Students learn about the two important parts of a fraction:
Numerator – The top number showing the parts taken.
Denominator – The bottom number showing the total equal parts.
The chapter explains different types of fractions:
Proper Fractions (numerator less than denominator)
Improper Fractions (numerator greater than denominator)
Mixed Fractions (a whole number and a proper fraction together)
Students also understand equivalent fractions, which look different but have the same value (like ½ = 2/4). They learn about like fractions (same denominator) and unlike fractions (different denominators).
The chapter teaches how to:
Compare fractions (by checking numerators or finding LCM when needed)
Add and subtract fractions (same denominator – simple addition/subtraction; different denominators – make them same using LCM first)
Through examples and daily life situations such as sharing food, dividing money, and measuring lengths, students understand how fractions are used in real life.
Overall, this chapter builds a strong foundation in understanding, comparing, and performing basic operations with fractions.
Key Points
• Fraction represents a part of a whole. Example: ½ means 1 part out of 2 equal parts.
• Parts of a Fraction –
Numerator: The top number (shows parts taken).
Denominator: The bottom number (shows total equal parts).
• Types of Fractions –
Proper Fraction: Numerator < Denominator (e.g., 3/4).
Improper Fraction: Numerator > Denominator (e.g., 7/5).

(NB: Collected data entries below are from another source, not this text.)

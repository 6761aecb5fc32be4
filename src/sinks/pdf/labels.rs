//! Localised text used on the generated CV.
//!
//! The portal serves Spanish-speaking job seekers first, so Spanish is the
//! default; English is available for applications abroad.

use chrono::{Datelike, NaiveDate};
use serde::{Deserialize, Serialize};
use std::fmt;

#[derive(Copy, Clone, Eq, PartialEq, Serialize, Deserialize, Debug, Default)]
pub enum Locale {
    #[serde(rename = "en")]
    English,
    #[default]
    #[serde(rename = "es")]
    Spanish,
}

impl fmt::Display for Locale {
    fn fmt(&self, f: &mut fmt::Formatter<'_>) -> fmt::Result {
        match self {
            Locale::English => write!(f, "English"),
            Locale::Spanish => write!(f, "Español"),
        }
    }
}

impl Locale {
    pub fn all() -> &'static [Locale] {
        &[Locale::Spanish, Locale::English]
    }

    pub fn labels(&self) -> &'static Labels {
        match self {
            Locale::English => &ENGLISH,
            Locale::Spanish => &SPANISH,
        }
    }
}

pub struct Labels {
    pub personal_info: &'static str,
    pub location: &'static str,
    pub presentation: &'static str,
    pub education: &'static str,
    pub experience: &'static str,
    pub courses: &'static str,
    pub languages: &'static str,
    pub skills: &'static str,
    pub competencies: &'static str,
    pub social_links: &'static str,
    pub references: &'static str,

    pub name: &'static str,
    pub national_id: &'static str,
    pub birth_date: &'static str,
    pub gender: &'static str,
    pub marital_status: &'static str,
    pub phone: &'static str,
    pub email: &'static str,
    pub province: &'static str,
    pub canton: &'static str,

    pub institution: &'static str,
    pub level: &'static str,
    pub field: &'static str,
    pub period: &'static str,
    pub position: &'static str,
    pub area: &'static str,
    pub responsibilities: &'static str,
    pub reference: &'static str,
    pub hours: &'static str,
    pub date: &'static str,
    pub relationship: &'static str,

    /// Stands in for a missing end date
    pub present: &'static str,
    pub months: [&'static str; 12],
}

impl Labels {
    /// Labels whose values are dates and get normalised to `dd-MM-yyyy`.
    pub fn date_fields(&self) -> [&'static str; 2] {
        [self.birth_date, self.date]
    }

    /// `MMM-yyyy`, as used for record periods.
    pub fn month_year(&self, date: NaiveDate) -> String {
        format!("{}-{}", self.months[date.month0() as usize], date.year())
    }

    /// `"Mar-2019 - Present"`, tolerating unparsable dates by echoing them.
    pub fn period(&self, start: &str, end: Option<&str>) -> String {
        let format = |raw: &str| match crate::profile::dates::parse(raw) {
            Some(date) => self.month_year(date),
            None => {
                log::warn!("Unparsable record date `{raw}`, rendering verbatim");
                raw.trim().to_string()
            }
        };

        let end = match end {
            Some(end) if !end.trim().is_empty() => format(end),
            _ => self.present.to_string(),
        };
        format!("{} - {}", format(start), end)
    }
}

static ENGLISH: Labels = Labels {
    personal_info: "Personal information",
    location: "Location",
    presentation: "About me",
    education: "Education",
    experience: "Work experience",
    courses: "Courses and certificates",
    languages: "Languages",
    skills: "Skills",
    competencies: "Competencies",
    social_links: "Social links",
    references: "References",
    name: "Name",
    national_id: "ID",
    birth_date: "Birth date",
    gender: "Gender",
    marital_status: "Marital status",
    phone: "Phone",
    email: "Email",
    province: "Province",
    canton: "Canton",
    institution: "Institution",
    level: "Level",
    field: "Field",
    period: "Period",
    position: "Position",
    area: "Area",
    responsibilities: "Responsibilities",
    reference: "Reference",
    hours: "Hours",
    date: "Date",
    relationship: "Relationship",
    present: "Present",
    months: [
        "Jan", "Feb", "Mar", "Apr", "May", "Jun", "Jul", "Aug", "Sep", "Oct", "Nov", "Dec",
    ],
};

static SPANISH: Labels = Labels {
    personal_info: "Información personal",
    location: "Ubicación",
    presentation: "Presentación",
    education: "Formación académica",
    experience: "Experiencia laboral",
    courses: "Cursos y certificaciones",
    languages: "Idiomas",
    skills: "Habilidades",
    competencies: "Competencias",
    social_links: "Redes sociales",
    references: "Referencias",
    name: "Nombre",
    national_id: "Cédula",
    birth_date: "Fecha de nacimiento",
    gender: "Género",
    marital_status: "Estado civil",
    phone: "Teléfono",
    email: "Correo",
    province: "Provincia",
    canton: "Cantón",
    institution: "Institución",
    level: "Nivel",
    field: "Campo",
    period: "Periodo",
    position: "Cargo",
    area: "Área",
    responsibilities: "Responsabilidades",
    reference: "Referencia",
    hours: "Horas",
    date: "Fecha",
    relationship: "Relación",
    present: "Actualidad",
    months: [
        "Ene", "Feb", "Mar", "Abr", "May", "Jun", "Jul", "Ago", "Sep", "Oct", "Nov", "Dic",
    ],
};

#[cfg(test)]
mod test {
    use super::*;

    #[test]
    fn open_ended_period_uses_present() {
        let labels = Locale::Spanish.labels();
        assert_eq!(labels.period("2018-08-01", None), "Ago-2018 - Actualidad");
        assert_eq!(labels.period("2018-08-01", Some(" ")), "Ago-2018 - Actualidad");

        let labels = Locale::English.labels();
        assert_eq!(
            labels.period("2018-08-01T00:00:00Z", Some("2020-01-31")),
            "Aug-2018 - Jan-2020"
        );
    }

    #[test]
    fn unparsable_period_dates_are_echoed() {
        let labels = Locale::English.labels();
        assert_eq!(labels.period("summer 2015", None), "summer 2015 - Present");
    }

    #[test]
    fn can_serialize_locale() {
        #[derive(Serialize, Deserialize)]
        struct Wrapper {
            locale: Locale,
        }
        let toml = toml::to_string(&Wrapper {
            locale: Locale::English,
        })
        .expect("can serialize locale");
        assert_eq!(toml.trim(), r#"locale = "en""#);
    }
}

Mixed Fraction: Whole number + proper fraction (e.g., 2 ½).
• Equivalent Fractions: Fractions that look different but are equal (e.g., ½ = 2/4 = 4/8).
• Like Fractions: Fractions with the same denominator (e.g., 3/7, 5/7).
• Unlike Fractions: Fractions with different denominators (e.g., 2/3, 3/5).
• Comparison of Fractions:
If denominators are same → compare numerators.
If denominators are different → make them same by LCM.
• Addition/Subtraction of Fractions:
Same denominator → add/subtract numerators.
Different denominator → find LCM, convert, then add/subtract.
Fractions are used in daily life: sharing food, dividing money, measuring lengths.
👉 👉 Fractions help us understand sharing and equal division in daily life. Learning fractions builds strong foundations for higher maths.